> **Required work**: Starting at the line with "let foreign = dev1.new_stream().unwrap();", repeat every line exactly until the records end, including the last one.
[Opening Dataset entries section]
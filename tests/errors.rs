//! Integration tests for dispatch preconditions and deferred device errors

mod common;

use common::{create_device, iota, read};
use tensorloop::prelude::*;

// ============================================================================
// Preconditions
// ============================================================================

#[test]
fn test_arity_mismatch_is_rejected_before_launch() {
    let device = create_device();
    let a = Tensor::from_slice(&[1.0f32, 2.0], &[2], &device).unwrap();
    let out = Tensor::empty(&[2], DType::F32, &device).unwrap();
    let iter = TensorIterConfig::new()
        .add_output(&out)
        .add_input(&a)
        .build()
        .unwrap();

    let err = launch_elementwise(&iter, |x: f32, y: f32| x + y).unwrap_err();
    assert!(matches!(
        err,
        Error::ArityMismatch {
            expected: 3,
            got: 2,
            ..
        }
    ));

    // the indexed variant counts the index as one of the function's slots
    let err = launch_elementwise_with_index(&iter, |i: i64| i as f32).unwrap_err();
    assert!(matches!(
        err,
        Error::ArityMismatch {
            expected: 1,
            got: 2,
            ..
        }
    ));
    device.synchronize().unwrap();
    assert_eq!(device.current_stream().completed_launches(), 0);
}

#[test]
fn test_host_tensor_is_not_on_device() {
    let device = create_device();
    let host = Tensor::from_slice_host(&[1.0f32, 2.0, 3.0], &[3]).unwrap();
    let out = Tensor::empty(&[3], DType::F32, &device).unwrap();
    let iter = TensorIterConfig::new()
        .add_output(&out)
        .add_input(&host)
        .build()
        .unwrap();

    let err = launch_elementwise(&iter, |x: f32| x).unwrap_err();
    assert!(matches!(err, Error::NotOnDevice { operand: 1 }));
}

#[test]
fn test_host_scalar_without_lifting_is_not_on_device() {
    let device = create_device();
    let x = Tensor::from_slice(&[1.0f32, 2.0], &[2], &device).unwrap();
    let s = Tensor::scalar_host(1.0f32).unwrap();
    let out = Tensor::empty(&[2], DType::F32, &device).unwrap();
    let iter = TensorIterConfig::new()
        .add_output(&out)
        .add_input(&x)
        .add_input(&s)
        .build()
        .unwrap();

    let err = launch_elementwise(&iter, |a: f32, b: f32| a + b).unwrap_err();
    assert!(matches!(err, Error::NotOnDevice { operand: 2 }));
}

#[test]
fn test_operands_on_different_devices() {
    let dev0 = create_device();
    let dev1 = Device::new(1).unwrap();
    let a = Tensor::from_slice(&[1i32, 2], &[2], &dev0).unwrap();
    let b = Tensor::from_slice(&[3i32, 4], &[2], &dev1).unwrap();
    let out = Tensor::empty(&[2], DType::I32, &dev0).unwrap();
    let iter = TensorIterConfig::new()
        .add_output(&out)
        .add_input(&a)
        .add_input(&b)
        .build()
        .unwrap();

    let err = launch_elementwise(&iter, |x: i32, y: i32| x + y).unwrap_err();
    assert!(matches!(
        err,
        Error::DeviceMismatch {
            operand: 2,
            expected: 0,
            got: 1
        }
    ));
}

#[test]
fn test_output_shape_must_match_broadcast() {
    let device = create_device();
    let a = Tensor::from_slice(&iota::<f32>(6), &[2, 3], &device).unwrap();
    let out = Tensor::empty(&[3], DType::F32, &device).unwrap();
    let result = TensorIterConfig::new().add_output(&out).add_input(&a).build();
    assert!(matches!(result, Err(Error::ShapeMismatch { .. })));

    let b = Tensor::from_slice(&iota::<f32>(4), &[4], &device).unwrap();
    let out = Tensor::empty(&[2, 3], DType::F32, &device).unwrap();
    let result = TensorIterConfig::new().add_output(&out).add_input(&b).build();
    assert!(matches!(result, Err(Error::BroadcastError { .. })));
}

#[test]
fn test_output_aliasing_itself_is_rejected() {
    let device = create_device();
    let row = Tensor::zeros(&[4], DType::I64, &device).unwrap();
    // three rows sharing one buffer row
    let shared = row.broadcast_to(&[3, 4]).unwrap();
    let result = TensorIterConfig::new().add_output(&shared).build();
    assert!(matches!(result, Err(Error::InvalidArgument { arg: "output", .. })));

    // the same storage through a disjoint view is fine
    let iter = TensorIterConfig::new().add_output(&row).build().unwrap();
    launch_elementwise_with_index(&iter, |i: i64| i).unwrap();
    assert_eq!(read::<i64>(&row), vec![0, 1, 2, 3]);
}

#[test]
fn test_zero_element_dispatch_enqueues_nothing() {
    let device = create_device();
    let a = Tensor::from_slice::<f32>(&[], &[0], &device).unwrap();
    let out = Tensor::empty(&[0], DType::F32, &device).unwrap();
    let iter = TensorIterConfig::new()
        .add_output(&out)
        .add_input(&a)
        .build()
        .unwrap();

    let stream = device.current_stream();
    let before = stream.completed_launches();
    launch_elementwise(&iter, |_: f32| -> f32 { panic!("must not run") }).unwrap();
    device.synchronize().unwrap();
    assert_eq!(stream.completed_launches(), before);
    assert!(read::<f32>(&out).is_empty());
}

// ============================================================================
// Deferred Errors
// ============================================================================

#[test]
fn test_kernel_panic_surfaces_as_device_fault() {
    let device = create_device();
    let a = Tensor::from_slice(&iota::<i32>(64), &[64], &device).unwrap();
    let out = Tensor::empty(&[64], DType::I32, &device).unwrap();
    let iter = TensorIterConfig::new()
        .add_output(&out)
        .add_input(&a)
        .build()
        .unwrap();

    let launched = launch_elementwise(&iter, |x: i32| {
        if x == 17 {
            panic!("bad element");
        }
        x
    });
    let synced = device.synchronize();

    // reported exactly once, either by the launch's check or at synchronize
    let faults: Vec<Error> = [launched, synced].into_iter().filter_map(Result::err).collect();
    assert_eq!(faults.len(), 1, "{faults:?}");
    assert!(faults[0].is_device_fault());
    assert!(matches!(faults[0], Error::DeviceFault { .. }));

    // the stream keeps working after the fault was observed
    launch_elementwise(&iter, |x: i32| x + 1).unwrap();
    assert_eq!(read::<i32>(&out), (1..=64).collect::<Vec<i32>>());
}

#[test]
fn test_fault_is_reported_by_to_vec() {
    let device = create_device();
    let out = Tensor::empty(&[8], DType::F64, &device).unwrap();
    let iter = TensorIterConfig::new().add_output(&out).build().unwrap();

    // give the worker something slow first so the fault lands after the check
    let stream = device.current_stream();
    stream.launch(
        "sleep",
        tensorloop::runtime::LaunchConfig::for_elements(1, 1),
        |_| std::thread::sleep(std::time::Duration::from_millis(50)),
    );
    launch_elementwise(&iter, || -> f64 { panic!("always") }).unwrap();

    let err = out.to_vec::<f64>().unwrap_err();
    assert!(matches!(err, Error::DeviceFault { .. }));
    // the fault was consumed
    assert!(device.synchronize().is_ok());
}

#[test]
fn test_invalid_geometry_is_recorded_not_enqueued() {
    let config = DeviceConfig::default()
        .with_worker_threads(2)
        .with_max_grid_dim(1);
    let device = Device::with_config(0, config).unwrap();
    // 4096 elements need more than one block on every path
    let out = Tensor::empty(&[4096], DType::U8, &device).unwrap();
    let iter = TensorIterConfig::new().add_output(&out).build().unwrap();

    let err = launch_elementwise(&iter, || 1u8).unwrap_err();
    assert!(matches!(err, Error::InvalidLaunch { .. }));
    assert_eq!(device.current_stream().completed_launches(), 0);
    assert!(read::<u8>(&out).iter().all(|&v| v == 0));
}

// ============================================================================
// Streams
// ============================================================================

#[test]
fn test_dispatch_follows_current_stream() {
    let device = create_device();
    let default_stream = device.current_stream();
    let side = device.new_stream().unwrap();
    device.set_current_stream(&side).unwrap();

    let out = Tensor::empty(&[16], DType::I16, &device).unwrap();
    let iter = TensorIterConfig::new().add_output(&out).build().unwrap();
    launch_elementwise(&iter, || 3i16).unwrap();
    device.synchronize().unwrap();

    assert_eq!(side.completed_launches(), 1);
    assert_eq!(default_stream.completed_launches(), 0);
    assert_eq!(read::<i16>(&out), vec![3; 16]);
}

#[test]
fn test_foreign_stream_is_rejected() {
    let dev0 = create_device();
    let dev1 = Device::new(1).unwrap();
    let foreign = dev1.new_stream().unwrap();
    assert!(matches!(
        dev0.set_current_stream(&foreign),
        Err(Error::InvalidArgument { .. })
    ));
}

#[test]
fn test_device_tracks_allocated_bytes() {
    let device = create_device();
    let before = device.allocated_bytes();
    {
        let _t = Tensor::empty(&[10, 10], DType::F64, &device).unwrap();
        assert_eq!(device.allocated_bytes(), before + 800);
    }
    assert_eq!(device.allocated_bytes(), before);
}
[Closing Dataset entries section]
> **Written reply**:
    let foreign = dev1.new_stream().unwrap();
    assert!(matches!(
        dev0.set_current_stream(&foreign),
        Err(Error::InvalidArgument { .. })
    ));
}

#[test]
fn test_device_tracks_allocated_bytes() {
    let device = create_device();
    let before = device.allocated_bytes();
    {
        let _t = Tensor::empty(&[10, 10], DType::F64, &device).unwrap();
        assert_eq!(device.allocated_bytes(), before + 800);
    }
    assert_eq!(device.allocated_bytes(), before);
}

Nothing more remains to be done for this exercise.